Publié le 23/07/2012
Jean-Marc Ayrault reçoit Philippe Varin lundi
PSA : repères politiques et syndicaux
PSA : repères politiques et syndicaux
Jean-Marc Ayrault reçoit Philippe Varin lundi

© L'Est Républicain, Vosges Matin, Samedi le 21 Juillet 2012 / France Monde

Jean-Marc Ayrault recevra lundi après-midi à Matignon le président du directoire de PSA Peugeot Citroën, Philippe Varin, a annoncé hier soir Matignon. La rencontre aura lieu à 17 h, à l'avant-veille du comité central d'entreprise (CCE) de PSA et de la présentation en Conseil des ministres du plan de soutien à la filière auto.

« L'incurie de la droite »

Le président des députés socialistes Bruno Le Roux et le porte-parole du PS David Assouline ont défendu hier Arnaud Montebourg. « L'incurie de la droite sur ce dossier comme sur tant d'autres ne l'autorise pas à faire la leçon au ministre du Redressement productif », écrit Bruno Le Roux dans un communiqué, évoquant le déficit commercial (70 milliards d'euros en 2011) « tandis que l'emploi industriel connaissait une saignée sans précédent avec la perte de 750.000 emplois dans ce secteur ».

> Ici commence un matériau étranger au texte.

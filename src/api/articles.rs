use axum::{
    extract::{Path, Query, State},
    Json,
};
use serde::{Deserialize, Serialize};
use std::sync::Arc;

use super::{ApiResponse, ApiResult};
use crate::config::BoardConfig;
use crate::error::{BoardError, Result};
use crate::models::{ArticleCommentResponse, ArticleRequest, ArticleResponse, CommentRequest, UserAccount};
use crate::search::{Page, PageRequest, SearchType, SortOrder};
use crate::state::AppState;

/// Listing query string / 列表查询参数
///
/// `sort` takes `field,direction` pairs separated by `;`.
#[derive(Debug, Default, Deserialize)]
#[serde(rename_all = "camelCase")]
pub struct ArticleListQuery {
    pub search_type: Option<String>,
    pub search_value: Option<String>,
    pub page: Option<i64>,
    pub size: Option<i64>,
    pub sort: Option<String>,
}

impl ArticleListQuery {
    fn search_type(&self) -> Result<Option<SearchType>> {
        match self.search_type.as_deref().map(str::trim) {
            None | Some("") => Ok(None),
            Some(name) => name.parse().map(Some),
        }
    }

    fn page_request(&self, board: &BoardConfig) -> Result<PageRequest> {
        let size = self.size.unwrap_or(board.page_size);
        if size > board.max_page_size {
            return Err(BoardError::invalid(format!(
                "page size must be <= {}, got {}",
                board.max_page_size, size
            )));
        }
        let sort = match self.sort.as_deref() {
            Some(spec) if !spec.trim().is_empty() => spec
                .split(';')
                .filter(|s| !s.trim().is_empty())
                .map(SortOrder::parse)
                .collect::<Result<Vec<_>>>()?,
            _ => Vec::new(),
        };
        PageRequest::new(self.page.unwrap_or(0), size, sort)
    }
}

#[derive(Debug, Serialize)]
pub struct SearchTypeOption {
    pub name: &'static str,
    pub description: &'static str,
}

impl From<SearchType> for SearchTypeOption {
    fn from(search_type: SearchType) -> Self {
        Self {
            name: search_type.name(),
            description: search_type.description(),
        }
    }
}

#[derive(Debug, Serialize)]
#[serde(rename_all = "camelCase")]
pub struct ArticleListData {
    pub articles: Page<ArticleResponse>,
    pub pagination_bar_numbers: Vec<i64>,
    pub search_types: Vec<SearchTypeOption>,
}

#[derive(Debug, Serialize)]
#[serde(rename_all = "camelCase")]
pub struct HashtagSearchData {
    pub articles: Page<ArticleResponse>,
    pub hashtags: Vec<String>,
    pub pagination_bar_numbers: Vec<i64>,
    pub search_type: SearchType,
}

#[derive(Debug, Serialize)]
#[serde(rename_all = "camelCase")]
pub struct ArticleDetailData {
    pub article: ArticleResponse,
    pub article_comments: Vec<ArticleCommentResponse>,
    pub total_count: i64,
}

#[derive(Debug, Serialize)]
pub struct CreatedArticle {
    pub id: i64,
}

#[derive(Debug, Serialize)]
pub struct CreatedComment {
    pub id: i64,
}

#[derive(Debug, Deserialize)]
pub struct DeleteArticleRequest {
    pub user_id: String,
}

/// GET /api/articles - 文章列表与搜索
pub async fn list_articles(
    State(state): State<Arc<AppState>>,
    Query(query): Query<ArticleListQuery>,
) -> ApiResult<ArticleListData> {
    let page_request = query.page_request(&state.board)?;
    let articles = state
        .search
        .search(query.search_type()?, query.search_value.as_deref(), &page_request)
        .await?;
    let bar = state.pagination.numbers(page_request.index(), articles.total_pages)?;

    Ok(Json(ApiResponse::success(ArticleListData {
        articles,
        pagination_bar_numbers: bar,
        search_types: SearchType::ALL.into_iter().map(SearchTypeOption::from).collect(),
    })))
}

/// GET /api/articles/search-hashtag - 按标签搜索
pub async fn search_hashtag(
    State(state): State<Arc<AppState>>,
    Query(query): Query<ArticleListQuery>,
) -> ApiResult<HashtagSearchData> {
    let page_request = query.page_request(&state.board)?;
    let articles = state
        .search
        .search_by_hashtag(query.search_value.as_deref(), &page_request)
        .await?;
    let bar = state.pagination.numbers(page_request.index(), articles.total_pages)?;
    let hashtags = state.search.list_distinct_hashtags().await?;

    Ok(Json(ApiResponse::success(HashtagSearchData {
        articles,
        hashtags,
        pagination_bar_numbers: bar,
        search_type: SearchType::Hashtag,
    })))
}

/// GET /api/articles/:id - 文章详情与评论
pub async fn get_article(
    State(state): State<Arc<AppState>>,
    Path(id): Path<i64>,
) -> ApiResult<ArticleDetailData> {
    let detail = state.articles.get_article_with_comments(id).await?;
    let total_count = state.articles.article_count().await?;
    Ok(Json(ApiResponse::success(ArticleDetailData {
        article: detail.article,
        article_comments: detail.comments,
        total_count,
    })))
}

/// POST /api/articles/:id/comments - 发表评论
pub async fn create_comment(
    State(state): State<Arc<AppState>>,
    Path(id): Path<i64>,
    Json(req): Json<CommentRequest>,
) -> ApiResult<CreatedComment> {
    let id = state.articles.save_comment(id, req).await?;
    Ok(Json(ApiResponse::success(CreatedComment { id })))
}

/// POST /api/articles - 新建文章
pub async fn create_article(
    State(state): State<Arc<AppState>>,
    Json(req): Json<ArticleRequest>,
) -> ApiResult<CreatedArticle> {
    let id = state.articles.save_article(req).await?;
    Ok(Json(ApiResponse::success(CreatedArticle { id })))
}

/// POST /api/articles/:id - 编辑文章
pub async fn update_article(
    State(state): State<Arc<AppState>>,
    Path(id): Path<i64>,
    Json(req): Json<ArticleRequest>,
) -> ApiResult<()> {
    state.articles.update_article(id, req).await?;
    Ok(Json(ApiResponse::success(())))
}

/// POST /api/articles/:id/delete - 删除文章
pub async fn delete_article(
    State(state): State<Arc<AppState>>,
    Path(id): Path<i64>,
    Json(req): Json<DeleteArticleRequest>,
) -> ApiResult<()> {
    state.articles.delete_article(id, &req.user_id).await?;
    Ok(Json(ApiResponse::success(())))
}

/// GET /api/hashtags - 标签列表
pub async fn list_hashtags(State(state): State<Arc<AppState>>) -> ApiResult<Vec<String>> {
    let hashtags = state.search.list_distinct_hashtags().await?;
    Ok(Json(ApiResponse::success(hashtags)))
}

/// POST /api/accounts - 新增或更新作者
pub async fn save_account(
    State(state): State<Arc<AppState>>,
    Json(account): Json<UserAccount>,
) -> ApiResult<UserAccount> {
    let account = state.articles.save_user_account(account).await?;
    Ok(Json(ApiResponse::success(account)))
}
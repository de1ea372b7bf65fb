//! Pagination bar numbers / 分页栏页码计算

use crate::error::{BoardError, Result};

/// Default number of page links in the bar / 默认分页栏长度
pub const DEFAULT_BAR_LENGTH: i64 = 5;

/// Compute the page indices to render in a paging control.
///
/// The window is centered on `current` and shifted toward either end near the
/// boundaries, so it never leaves `[0, total_pages)`. An even `bar_length`
/// puts the extra slot after `current`.
pub fn window(current: i64, total_pages: i64, bar_length: i64) -> Result<Vec<i64>> {
    if current < 0 {
        return Err(BoardError::invalid(format!("current page index must be >= 0, got {}", current)));
    }
    if total_pages < 0 {
        return Err(BoardError::invalid(format!("total pages must be >= 0, got {}", total_pages)));
    }
    if bar_length < 1 {
        return Err(BoardError::invalid(format!("bar length must be >= 1, got {}", bar_length)));
    }
    if total_pages == 0 {
        return Ok(Vec::new());
    }

    // A current index past the end collapses to the last page
    let current = current.min(total_pages - 1);
    let half = bar_length / 2;
    let start = (current - half).max(0);
    let end = start.saturating_add(bar_length - 1).min(total_pages - 1);
    let start = (end - bar_length + 1).max(0);

    Ok((start..=end).collect())
}

/// Window calculator bound to a configured bar length
#[derive(Debug, Clone, Copy)]
pub struct PaginationWindow {
    bar_length: i64,
}

impl PaginationWindow {
    pub fn new(bar_length: i64) -> Result<Self> {
        if bar_length < 1 {
            return Err(BoardError::invalid(format!("bar length must be >= 1, got {}", bar_length)));
        }
        Ok(Self { bar_length })
    }

    pub fn bar_length(&self) -> i64 {
        self.bar_length
    }

    pub fn numbers(&self, current: i64, total_pages: i64) -> Result<Vec<i64>> {
        window(current, total_pages, self.bar_length)
    }
}

impl Default for PaginationWindow {
    fn default() -> Self {
        Self { bar_length: DEFAULT_BAR_LENGTH }
    }
}

#[cfg(test)]
mod tests {
    use super::*;

    #[test]
    fn test_window_at_start() {
        assert_eq!(window(0, 20, 5).unwrap(), vec![0, 1, 2, 3, 4]);
        assert_eq!(window(1, 20, 5).unwrap(), vec![0, 1, 2, 3, 4]);
    }

    #[test]
    fn test_window_at_end() {
        assert_eq!(window(19, 20, 5).unwrap(), vec![15, 16, 17, 18, 19]);
        assert_eq!(window(18, 20, 5).unwrap(), vec![15, 16, 17, 18, 19]);
    }

    #[test]
    fn test_window_centered() {
        assert_eq!(window(10, 20, 5).unwrap(), vec![8, 9, 10, 11, 12]);
    }

    #[test]
    fn test_window_no_pages() {
        assert!(window(0, 0, 5).unwrap().is_empty());
    }

    #[test]
    fn test_window_fewer_pages_than_bar() {
        assert_eq!(window(0, 3, 5).unwrap(), vec![0, 1, 2]);
        assert_eq!(window(2, 3, 5).unwrap(), vec![0, 1, 2]);
        assert_eq!(window(0, 1, 5).unwrap(), vec![0]);
    }

    #[test]
    fn test_window_even_bar_biases_toward_end() {
        assert_eq!(window(10, 20, 4).unwrap(), vec![8, 9, 10, 11]);
        assert_eq!(window(0, 20, 4).unwrap(), vec![0, 1, 2, 3]);
        assert_eq!(window(19, 20, 4).unwrap(), vec![16, 17, 18, 19]);
    }

    #[test]
    fn test_window_contains_current_and_stays_in_range() {
        for total in 1..=12 {
            for current in 0..total {
                for bar in 1..=7 {
                    let w = window(current, total, bar).unwrap();
                    assert!(w.contains(&current), "{} {} {}", current, total, bar);
                    assert!(w.iter().all(|p| *p >= 0 && *p < total));
                    assert_eq!(w.len() as i64, bar.min(total));
                }
            }
        }
    }

    #[test]
    fn test_window_rejects_bad_input() {
        assert!(matches!(window(-1, 20, 5), Err(BoardError::InvalidArgument(_))));
        assert!(matches!(window(0, -1, 5), Err(BoardError::InvalidArgument(_))));
        assert!(matches!(window(0, 20, 0), Err(BoardError::InvalidArgument(_))));
        assert!(PaginationWindow::new(0).is_err());
    }

    #[test]
    fn test_window_current_past_end() {
        assert_eq!(window(25, 20, 5).unwrap(), vec![15, 16, 17, 18, 19]);
        assert_eq!(window(i64::MAX, 20, 5).unwrap(), vec![15, 16, 17, 18, 19]);
        assert_eq!(window(i64::MAX, i64::MAX, 3).unwrap().len(), 3);
        assert_eq!(window(0, 4, i64::MAX).unwrap(), vec![0, 1, 2, 3]);
    }

    #[test]
    fn test_window_is_pure() {
        assert_eq!(window(7, 30, 5).unwrap(), window(7, 30, 5).unwrap());
        assert_eq!(PaginationWindow::default().numbers(7, 30).unwrap(), vec![5, 6, 7, 8, 9]);
    }
}
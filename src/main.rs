use std::sync::Arc;
use tracing_subscriber::{layer::SubscriberExt, util::SubscriberInitExt};

use board_search::api;
use board_search::config;
use board_search::state::AppState;
use board_search::store::SqliteStore;

#[tokio::main]
async fn main() -> anyhow::Result<()> {
    tracing_subscriber::registry()
        .with(
            tracing_subscriber::EnvFilter::try_from_default_env()
                .unwrap_or_else(|_| "board_search=debug,tower_http=debug".into()),
        )
        .with(tracing_subscriber::fmt::layer())
        .init();

    tracing::info!(
        "board-search {} (built {})",
        env!("CARGO_PKG_VERSION"),
        env!("BUILD_TIME")
    );

    // Load configuration / 加载配置
    let app_config = config::load_config().map_err(anyhow::Error::msg)?;
    tracing::info!("Server will listen on {}:{}", app_config.server.host, app_config.server.port);

    // Create data directory if not exists / 创建数据目录
    let data_dir = app_config.get_data_dir();
    if !data_dir.exists() {
        std::fs::create_dir_all(&data_dir)?;
        tracing::info!("Created data directory: {:?}", data_dir);
    }

    let database_url = std::env::var("DATABASE_URL")
        .unwrap_or_else(|_| app_config.get_database_url());

    let store = SqliteStore::connect(&database_url, app_config.database.max_connections).await?;
    let state = Arc::new(AppState::new(store, app_config.board.clone())?);

    let app = api::router(state);

    let bind_addr = app_config.get_bind_address();
    let listener = tokio::net::TcpListener::bind(&bind_addr).await?;

    tracing::info!("Server running at http://{}", bind_addr);

    axum::serve(listener, app).await?;

    Ok(())
}
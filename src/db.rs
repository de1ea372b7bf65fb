use sqlx::SqlitePool;

use crate::error::Result;

/// Run database migrations / 运行数据库迁移
///
/// `*_lower` columns are filled from Rust so case folding covers every
/// script, not just ASCII.
pub async fn run_migrations(pool: &SqlitePool) -> Result<()> {
    sqlx::query(
        r#"
        CREATE TABLE IF NOT EXISTS user_accounts (
            user_id TEXT PRIMARY KEY,
            user_id_lower TEXT NOT NULL,
            email TEXT,
            nickname TEXT,
            nickname_lower TEXT,
            created_at TEXT NOT NULL
        )
        "#,
    )
    .execute(pool)
    .await?;

    sqlx::query(
        r#"
        CREATE TABLE IF NOT EXISTS articles (
            id INTEGER PRIMARY KEY AUTOINCREMENT,
            user_id TEXT NOT NULL,
            title TEXT NOT NULL,
            title_lower TEXT NOT NULL,
            content TEXT NOT NULL,
            content_lower TEXT NOT NULL,
            created_at TEXT NOT NULL,
            created_by TEXT NOT NULL,
            modified_at TEXT NOT NULL,
            modified_by TEXT NOT NULL,
            FOREIGN KEY (user_id) REFERENCES user_accounts(user_id)
        )
        "#,
    )
    .execute(pool)
    .await?;

    // One row per (article, hashtag); values keep their `#` prefix
    sqlx::query(
        r#"
        CREATE TABLE IF NOT EXISTS article_hashtags (
            article_id INTEGER NOT NULL,
            hashtag TEXT NOT NULL,
            PRIMARY KEY (article_id, hashtag),
            FOREIGN KEY (article_id) REFERENCES articles(id) ON DELETE CASCADE
        ) WITHOUT ROWID
        "#,
    )
    .execute(pool)
    .await?;

    sqlx::query(
        r#"
        CREATE TABLE IF NOT EXISTS article_comments (
            id INTEGER PRIMARY KEY AUTOINCREMENT,
            article_id INTEGER NOT NULL,
            user_id TEXT NOT NULL,
            parent_comment_id INTEGER,
            content TEXT NOT NULL,
            created_at TEXT NOT NULL,
            created_by TEXT NOT NULL,
            modified_at TEXT NOT NULL,
            modified_by TEXT NOT NULL,
            FOREIGN KEY (article_id) REFERENCES articles(id) ON DELETE CASCADE,
            FOREIGN KEY (user_id) REFERENCES user_accounts(user_id)
        )
        "#,
    )
    .execute(pool)
    .await?;

    let indexes = [
        "CREATE INDEX IF NOT EXISTS idx_articles_title ON articles(title_lower)",
        "CREATE INDEX IF NOT EXISTS idx_articles_created_at ON articles(created_at)",
        "CREATE INDEX IF NOT EXISTS idx_articles_created_by ON articles(created_by)",
        "CREATE INDEX IF NOT EXISTS idx_articles_user ON articles(user_id)",
        "CREATE INDEX IF NOT EXISTS idx_article_hashtags_tag ON article_hashtags(hashtag)",
        "CREATE INDEX IF NOT EXISTS idx_article_comments_article ON article_comments(article_id, created_at)",
    ];
    for sql in indexes {
        sqlx::query(sql).execute(pool).await?;
    }

    tracing::info!("Database migrations completed");
    Ok(())
}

Rassemblement le 25 juillet devant le siège parisien de PSA

Plusieurs syndicats du site PSA à Aulnay (CGT-SIA-CFDT-CFTC-Sud), où la production doit s'arrêter d'ici à 2014, appellent à un rassemblement le 25 juillet devant le siège du groupe à Paris à l'occasion du CCE sur le plan de suppressions de 8.000 postes en France. Ces syndicats invitent aussi les salariés des autres sites de production, notamment celui de Rennes qui doit perdre 1.400 postes, à les rejoindre. Il y a un appel à la grève à Aulnay, mais pas sur les autres sites du groupe.

Accord « infect » à Sevelnord

La CGT de Sevelnord a indiqué hier toujours refuser de signer l'accord de compétitivité réclamé par la direction, qu'elle juge « dangereux » pour l'emploi et qu'elle assimile à du « chantage » contre l'attribution par PSA Peugeot Citroën de la production d'un nouveau véhicule. « La CGT ne signera pas, il n'y a pas d'ambiguïté. C'est un accord inamendable, infect et très néfaste pour les salariés, un recul sans précédent qui comporte un risque d'extension » aux autres sites de PSA, a estimé Ludovic Bouvier, représentant de la CGT à l'usine Sevelnord d'Hordain (Nord). « Cet accord de mobilité, de flexibilité, de gel salarial pourrait être appliqué dans tout PSA, voire dans toute la filière automobile, il n'est pas question d'accepter un accord aussi dangereux », a renchéri Jean-Pierre Delannoy, responsable régional CGT Métallurgie.